We used to use MySQL for these tools and we never had any issues, but I believe
it is due to the transactional nature of Postgres that is adding an overhead
to this problem.  Are there any table options that enables the table contents
to be maintained in ram only or have delayed writes for this particular table?

Thanks in advance,
Kenji

Re: optimizing db for small table with tons of updates

From
Josh Berkus
Date:
Kenji,

> We used to use MySQL for these tools and we never had any issues, but I
> believe it is due to the transactional nature of Postgres that is adding
> an overhead to this problem.  

You're correct.

> Are there any table options that enables
> the table contents to be maintained in ram only or have delayed writes
> for this particular table?

No.  That's not really the right solution anyway; if you want
non-transactional data, why not just use a flat file?  Or Memcached?

Possible solutions:
1) if the data is non-transactional, consider using pgmemcached.
2) if you want to maintain transactions, use a combination of autovacuum
and vacuum delay to do more-or-less continuous low-level vacuuming of the
table.  Using Postgres 8.1 will help you to be able to manage this.

--
--Josh

Josh Berkus
Aglio Database Solutions
San Francisco

Re: optimizing db for small table with tons of updates

From
"Rajesh Kumar Mallah"
Date:
Dear Kenji,

we had similar issuse with a banner impression update system,
that had high concurrency. we modfied the system to use insert
instead of update of the same row. performance wise things are
much better , but you have to keep deleting old data.

hope you extrapolate what i mean if its applicable to your case.

Regds
Rajesh Kumar Mallah

On 4/3/06, Kenji Morishige <kenjim@juniper.net> wrote:
> I am using postgresql to be the central database for a variety of tools for
> our testing infrastructure.
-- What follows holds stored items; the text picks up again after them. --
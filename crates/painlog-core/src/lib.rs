//! Painlog Core - Domain logic and business rules
//!
//! This crate contains the hexagonal architecture core with:
//! - **Domain entities** - `PainRecord`, `ExportEnvelope`, `MetadataKey`, `SyncStatus`
//! - **Use cases** - `Backup`, `Restore`, `FetchStatus`, the merge engine
//!   (`import_records`), exports (`export_records`) and the remote
//!   provisioner (`RemoteProvisioner`)
//! - **Port definitions** - Traits for adapters: `RecordStore`, `RemoteStore`,
//!   `AuthHandshake`, `Connectivity`
//! - **Session manager** - Process-lifetime bearer token lifecycle
//!
//! # Architecture
//!
//! This crate follows the hexagonal (ports & adapters) architecture pattern.
//! The domain module contains pure business logic with no I/O dependencies.
//! Ports define trait interfaces that adapter crates implement.
//! Use cases orchestrate domain entities through port interfaces.

pub mod config;
pub mod domain;
pub mod ports;
pub mod session;
pub mod usecases;
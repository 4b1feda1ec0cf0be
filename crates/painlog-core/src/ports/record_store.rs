//! Record store port (driven/secondary port)
//!
//! Interface for the durable record collection plus its metadata table.
//!
//! ## Design Notes
//!
//! - Methods return `Result<_, CoreError>` rather than `anyhow::Result`
//!   because callers must be able to distinguish `NotFound` from fatal
//!   `Storage` failures at the use-case layer.
//! - `put` bypasses the store's timestamp stamping and exists only for the
//!   merge engine, which controls stamps itself.

use chrono::{DateTime, Utc};

use crate::domain::{
    CoreError, MetadataKey, NewRecord, PainRecord, RecordId, RecordPatch,
};

// ============================================================================
// RecordFilter and SortOrder
// ============================================================================

/// Filter criteria for listing records; all criteria are combined with AND.
#[derive(Debug, Clone, Default, PartialEq, Eq)]
pub struct RecordFilter {
    /// Minimum pain/severity threshold (inclusive); 0 matches everything
    pub min_pain: u8,
    /// Trailing window cutoff in days; 0 = no bound
    pub days: u32,
    /// Region key equality match
    pub region_key: Option<String>,
    /// Joint key equality match
    pub joint_key: Option<String>,
}

impl RecordFilter {
    /// Creates an empty filter (matches all records)
    pub fn new() -> Self {
        Self::default()
    }

    /// Sets the minimum pain threshold
    pub fn with_min_pain(mut self, min_pain: u8) -> Self {
        self.min_pain = min_pain;
        self
    }

    /// Sets the trailing window in days
    pub fn with_days(mut self, days: u32) -> Self {
        self.days = days;
        self
    }

    /// Sets the region key equality match
    pub fn with_region_key(mut self, key: impl Into<String>) -> Self {
        self.region_key = Some(key.into());
        self
    }

    /// Sets the joint key equality match
    pub fn with_joint_key(mut self, key: impl Into<String>) -> Self {
        self.joint_key = Some(key.into());
        self
    }

    /// Resolves the trailing window into an absolute cutoff, if bounded
    pub fn cutoff(&self, now: DateTime<Utc>) -> Option<DateTime<Utc>> {
        if self.days == 0 {
            None
        } else {
            Some(now - chrono::Duration::days(i64::from(self.days)))
        }
    }
}

/// Sort order of `list` results by `start_at`.
///
/// Display queries want recent-first; export queries want chronological.
#[derive(Debug, Clone, Copy, PartialEq, Eq)]
pub enum SortOrder {
    /// `start_at` descending
    NewestFirst,
    /// `start_at` ascending
    OldestFirst,
}

// ============================================================================
// RecordStore trait
// ============================================================================

/// Port trait for the durable record collection and metadata table
#[async_trait::async_trait]
pub trait RecordStore: Send + Sync {
    /// Creates a record: assigns a fresh id, stamps
    /// `created_at = updated_at = now`, persists, and returns the stored
    /// record. Fails only on storage-layer I/O errors.
    async fn create(&self, values: NewRecord) -> Result<PainRecord, CoreError>;

    /// Shallow-merges `patch` over the existing record, bumps `updated_at`,
    /// persists, and returns the result.
    ///
    /// Fails with `NotFound` if the id is absent; never creates a record.
    async fn update(&self, id: &RecordId, patch: RecordPatch) -> Result<PainRecord, CoreError>;

    /// Removes a record. Idempotent: a missing id is not an error.
    ///
    /// This is a hard delete with no tombstone; a restore performed after a
    /// local delete but before a backup will resurrect the record from the
    /// remote copy.
    async fn delete(&self, id: &RecordId) -> Result<(), CoreError>;

    /// Lists records matching `filter`, sorted by `start_at` per `order`.
    async fn list(&self, filter: &RecordFilter, order: SortOrder)
        -> Result<Vec<PainRecord>, CoreError>;

    /// Retrieves a record by id
    async fn get(&self, id: &RecordId) -> Result<Option<PainRecord>, CoreError>;

    /// Inserts or replaces a record verbatim, preserving its stamps.
    ///
    /// Merge-engine use only; does not bump `updated_at`.
    async fn put(&self, record: &PainRecord) -> Result<(), CoreError>;

    // --- Metadata operations ---

    /// Reads a metadata value; `None` means unset
    async fn get_metadata(&self, key: MetadataKey) -> Result<Option<String>, CoreError>;

    /// Writes a metadata value (insert or overwrite)
    async fn set_metadata(&self, key: MetadataKey, value: &str) -> Result<(), CoreError>;

    /// Explicit reset: removes every metadata entry
    async fn clear_metadata(&self) -> Result<(), CoreError>;
}
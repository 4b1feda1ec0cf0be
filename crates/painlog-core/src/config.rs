//! Configuration module for Painlog.
//!
//! Typed configuration structs that map to the YAML configuration file,
//! with loading, defaults, and a small builder surface for programmatic use.

use std::path::{Path, PathBuf};

use serde::{Deserialize, Serialize};

/// Top-level configuration for Painlog.
#[derive(Debug, Clone, Serialize, Deserialize)]
#[serde(default)]
pub struct Config {
    pub database: DatabaseConfig,
    pub remote: RemoteConfig,
    pub auth: AuthConfig,
    pub logging: LoggingConfig,
}

impl Default for Config {
    fn default() -> Self {
        Self {
            database: DatabaseConfig::default(),
            remote: RemoteConfig::default(),
            auth: AuthConfig::default(),
            logging: LoggingConfig::default(),
        }
    }
}

/// Local database settings.
#[derive(Debug, Clone, Serialize, Deserialize)]
#[serde(default)]
pub struct DatabaseConfig {
    /// Path to the SQLite database file.
    pub path: PathBuf,
}

impl Default for DatabaseConfig {
    fn default() -> Self {
        Self {
            path: default_data_dir().join("painlog.db"),
        }
    }
}

/// Remote backup location settings.
#[derive(Debug, Clone, Serialize, Deserialize)]
#[serde(default)]
pub struct RemoteConfig {
    /// Name of the backup folder in the user's drive.
    pub folder_name: String,
    /// Name of the backup document inside the folder.
    pub file_name: String,
}

impl Default for RemoteConfig {
    fn default() -> Self {
        Self {
            folder_name: "Painlog".to_string(),
            file_name: "painlog-backup.json".to_string(),
        }
    }
}

/// Authentication / OAuth settings.
#[derive(Debug, Clone, Default, Serialize, Deserialize)]
#[serde(default)]
pub struct AuthConfig {
    /// OAuth client id. `None` until the user configures remote sync.
    pub client_id: Option<String>,
}

/// Logging / tracing settings.
#[derive(Debug, Clone, Serialize, Deserialize)]
#[serde(default)]
pub struct LoggingConfig {
    /// Log level: `trace`, `debug`, `info`, `warn`, or `error`.
    pub level: String,
}

impl Default for LoggingConfig {
    fn default() -> Self {
        Self {
            level: "info".to_string(),
        }
    }
}

impl Config {
    /// Load configuration from a YAML file at `path`.
    pub fn load(path: &Path) -> anyhow::Result<Self> {
        let content = std::fs::read_to_string(path)?;
        let config: Config = serde_yaml::from_str(&content)?;
        Ok(config)
    }

    /// Try to load from `path`; fall back to [`Config::default`] on any error.
    pub fn load_or_default(path: &Path) -> Self {
        Self::load(path).unwrap_or_default()
    }

    /// Default config file location (`$XDG_CONFIG_HOME/painlog/config.yaml`).
    pub fn default_path() -> PathBuf {
        base_dir("XDG_CONFIG_HOME", ".config")
            .join("painlog")
            .join("config.yaml")
    }
}

/// Default data directory (`$XDG_DATA_HOME/painlog`).
pub fn default_data_dir() -> PathBuf {
    base_dir("XDG_DATA_HOME", ".local/share").join("painlog")
}

fn base_dir(env_var: &str, home_suffix: &str) -> PathBuf {
    if let Ok(dir) = std::env::var(env_var) {
        if !dir.is_empty() {
            return PathBuf::from(dir);
        }
    }
    match std::env::var("HOME") {
        Ok(home) => PathBuf::from(home).join(home_suffix),
        Err(_) => PathBuf::from("/tmp"),
    }
}
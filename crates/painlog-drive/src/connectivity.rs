//! Network reachability probe
//!
//! Implements the `Connectivity` port with a plain TCP dial. Every
//! authenticated remote call checks this first so an unplugged machine
//! fails fast with `Offline` instead of waiting out a transport timeout.

use std::time::Duration;

use tokio::net::TcpStream;
use tracing::debug;

use painlog_core::ports::Connectivity;

/// Default probe target: Google's API front door
const DEFAULT_PROBE_ADDR: &str = "www.googleapis.com:443";

/// How long a dial may take before the network counts as unreachable
const PROBE_TIMEOUT: Duration = Duration::from_secs(3);

/// TCP-dial reachability probe
pub struct HttpConnectivity {
    probe_addr: String,
}

impl HttpConnectivity {
    /// Creates a probe against the default Google endpoint
    pub fn new() -> Self {
        Self {
            probe_addr: DEFAULT_PROBE_ADDR.to_string(),
        }
    }

    /// Creates a probe against a custom `host:port` (useful for testing)
    pub fn with_probe_addr(probe_addr: impl Into<String>) -> Self {
        Self {
            probe_addr: probe_addr.into(),
        }
    }
}

impl Default for HttpConnectivity {
    fn default() -> Self {
        Self::new()
    }
}

#[async_trait::async_trait]
impl Connectivity for HttpConnectivity {
    async fn is_online(&self) -> bool {
        let online = matches!(
            tokio::time::timeout(PROBE_TIMEOUT, TcpStream::connect(&self.probe_addr)).await,
            Ok(Ok(_))
        );
        debug!(addr = %self.probe_addr, online, "Connectivity probe");
        online
    }
}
We have web tools and CLI tools that require access
> to machine configuration and other states for automation.  We have one tool that
> uses a table that looks like this:
>
> systest_live=# \d cuty
>                 Table "public.cuty"
>    Column    |           Type           | Modifiers
> -------------+--------------------------+-----------
>  resource_id | integer                  | not null
>  lock_start  | timestamp with time zone |
>  lock_by     | character varying(12)    |
>  frozen      | timestamp with time zone |
>  freeze_end  | timestamp with time zone |
>  freeze_by   | character varying(12)    |
>  state       | character varying(15)    |
> Indexes:
>     "cuty_pkey" PRIMARY KEY, btree (resource_id)
>     "cuty_main_idx" btree (resource_id, lock_start)
> Foreign-key constraints:
>     "cuty_resource_id_fkey" FOREIGN KEY (resource_id) REFERENCES resource(resource_id) ON UPDATE CASCADE ON DELETE
CASCADE
>
> Various users run a tool that updates this table to determine if the particular
> resource is available or not.  Within a course of a few days, this table can
> be updated up to 200,000 times.  There are only about 3500 records in this
> table, but the update and select queries against this table start to slow
> down considerablly after a few days.  Ideally, this table doesn't even need
> to be stored and written to the filesystem.  After I run a vacuum against this
> table, the overall database performance seems to rise again.  When database
> is running with recent vacuum the average server load is about .40, but after
> this table is updated 200,000+ times, the server load can go up to 5.0.
>
> here is a typical update query:
> 2006-04-03 10:53:39 PDT testtool systest_live kyoto.englab.juniper.net(4888) LOG:  duration: 2263.741 ms  statement:
UPDATEcuty SET 
>          lock_start = NOW(),
>          lock_by = 'tlim'
>         WHERE resource_id='2262' and (lock_start IS NULL OR lock_start < (NOW() - interval '3600 second'))
>
> We used to use MySQL for these tools and we never had any issues, but I believe
> it is due to the transactional nature of Postgres that is adding an overhead
> to this problem.  Are there any table options that enables the table contents
> to be maintained in ram only or have delayed writes for this particular table?
>
> Thanks in advance,
> Kenji
>
> ---------------------------(end of broadcast)---------------------------
> TIP 9: In versions below 8.0, the planner will ignore your desire to
>        choose an index scan if your joining column's datatypes do not
>        match
>

Re: optimizing db for small table with tons of updates

From
Tom Lane
Date:
Kenji Morishige <kenjim@juniper.net> writes:
> Various users run a tool that updates this table to determine if the particular
> resource is available or not.  Within a course of a few days, this table can
> be updated up to 200,000 times.  There are only about 3500 records in this
> table, but the update and select queries against this table start to slow
> down considerablly after a few days.  Ideally, this table doesn't even need
> to be stored and written to the filesystem.  After I run a vacuum against this
> table, the overall database performance seems to rise again.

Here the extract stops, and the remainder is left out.